Chemotaxis is the ability of bacteria to sense chemical concentration gradients in their local surroundings and swim toward higher concentrations of chemicals, which they perceive to be beneficial to their survival. In this work, we propose to examine how the pore-scale process of chemotaxis influences the Darcy-scale observation of bacterial transport in porous media. In the subsurface, bioremediation is often hindered by the inability to achieve good mixing between injected substances and the resident contaminants. In such situations, chemotaxis might be exploited to enhance the mixing of bacterial populations within contaminated zones. This would be a multiscale phenomenon in which bacteria migrate in response to pore-scale variations in pollutant concentration that results in greater mixing at the field-scale. There are two closely related open questions for this scheme: (1) how does one relate the pore-scale description of chemotaxis to the effective dispersion tensor that is used to predict bacterial spreading in Darcy-scale applications, and (2) can one also predict the spatial variance of the bacterial concentration to predict the microscale mixing that has occurred within the porous medium.
Objective and Approach: The overall goal of this project is to quantify the impact of pore-scale chemotaxis on bacterial transport at the Darcy-scale. We will accomplish this through a combination of theory development and laboratory experimentation in the following steps. 1. Derive a Darcy-scale transport equation for bacteria that accounts for chemotactic responses to local chemical gradients via volume averaging. This will be used to predict (i) the effective dispersion tensor, and (ii) the Darcy-scale spatial variance of the concentration of bacteria. 2. Compare theory and experiment for several simplified test cases in which the velocity field and chemical gradients are well-defined. Represent these results as engineering correlations that relate dispersion to dimensionless groups such as the Peclet number and chemotactic driving force. 3. Test these correlations experimentally for more complex porous media systems by using microfluidic devices, which allow for direct visualization of fluid flow patterns and bacterial distributions at the pore- and Darcy-scales.

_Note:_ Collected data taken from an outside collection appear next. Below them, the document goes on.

// Copyright 2025 Muvon Un Limited
//
// Licensed under the Apache License, Version 2.0 (the "License");
// you may not use this file except in compliance with the License.
// You may obtain a copy of the License at
//
//     http://www.apache.org/licenses/LICENSE-2.0
//
// Unless required by applicable law or agreed to in writing, software
// distributed under the License is distributed on an "AS IS" BASIS,
// WITHOUT WARRANTIES OR CONDITIONS OF ANY KIND, either express or implied.
// See the License for the specific language governing permissions and
// limitations under the License.

// Input collector: turns the pending input into an ordered list of queries

/// Derive the queries a submission should send.
///
/// An uploaded file always wins: it is split into lines and every line that is
/// blank after trimming is dropped, the typed text is ignored. Without a file
/// the typed text is sent as a single query, unsplit. An empty result means
/// there is nothing to submit.
pub fn derive_queries(typed: &str, uploaded: Option<&str>) -> Vec<String> {
	if let Some(content) = uploaded {
		return content
			.split('\n')
			.map(|line| line.strip_suffix('\r').unwrap_or(line))
			.filter(|line| !line.trim().is_empty())
			.map(str::to_string)
			.collect();
	}

	if typed.trim().is_empty() {
		return Vec::new();
	}

	vec![typed.to_string()]
}

#[cfg(test)]
mod tests {
	use super::*;

	#[test]
	fn test_file_lines_in_order_without_blanks() {
		let content = "first\n\nsecond\n   \n\tthird\n";
		let queries = derive_queries("", Some(content));
		assert_eq!(queries, vec!["first", "second", "\tthird"]);
	}

	#[test]
	fn test_file_ignores_typed_text() {
		let queries = derive_queries("typed", Some("from file"));
		assert_eq!(queries, vec!["from file"]);
	}

	#[test]
	fn test_crlf_file_matches_lf_file() {
		let lf = derive_queries("", Some("a\nb\n\nc"));
		let crlf = derive_queries("", Some("a\r\nb\r\n\r\nc"));
		assert_eq!(lf, crlf);
	}

	#[test]
	fn test_file_keeps_duplicates() {
		let queries = derive_queries("", Some("same\nsame\n"));
		assert_eq!(queries, vec!["same", "same"]);
	}

	#[test]
	fn test_blank_file_yields_nothing() {
		assert!(derive_queries("typed", Some("\n  \n\r\n")).is_empty());
		assert!(derive_queries("", Some("")).is_empty());
	}

	#[test]
	fn test_typed_text_is_single_query() {
		let typed = "line one\nline two";
		assert_eq!(derive_queries(typed, None), vec![typed]);
	}

	#[test]
	fn test_typed_text_is_not_trimmed() {
		assert_eq!(derive_queries("  spaced  ", None), vec!["  spaced  "]);
	}

	#[test]
	fn test_empty_input_yields_nothing() {
		assert!(derive_queries("", None).is_empty());
		assert!(derive_queries("   \n\t", None).is_empty());
	}
}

Intellectual Merit: To understand the impact of chemotaxis on the biological degradation of chemical contaminants in groundwater systems requires a quantitative analysis that relates the chemotactic response to local chemical gradients over length scales of millimeters to bacterial dispersion over length scales of meters. In our approach we build on current work of hydrologists to model transport of chemical contaminants in groundwater and extend it to motile colloids that are transported due to chemical gradients in addition to hydraulic gradients. The potential for exploiting chemical gradients as a driving force to control the migration of bacterial populations is intellectually appealing. State-of-the-art approaches both in mathematical modeling (upscaling by volume-averaging) and experimental design (microfluidic devices) will be employed in the project.
Broader Impact: A new partnership between researchers at the University of Virginia and Oregon State University brings together expertise in the design of experimental systems to quantify bacterial migration and mathematical modeling to relate pore-scale phenomena to field-scale observations. We will encourage students to broaden their experiences through international student exchange and collaboration. Investigators with a proven commitment to recruiting underrepresented groups in engineering will broadly educate one graduate student and one post-doctoral associate in an interdisciplinary context to meet critical needs for environmental engineers in our national workforce. Outreach to local high schools will provide hands-on laboratory experience in genetic engineering for Honors Biology students and their teachers to engage the next generation in the wonder of science. Results from this study will yield engineering correlations to better inform decision-makers about the feasibility of monitored natural attenuation as a treatment option at polluted sites where biological degradation has been documented.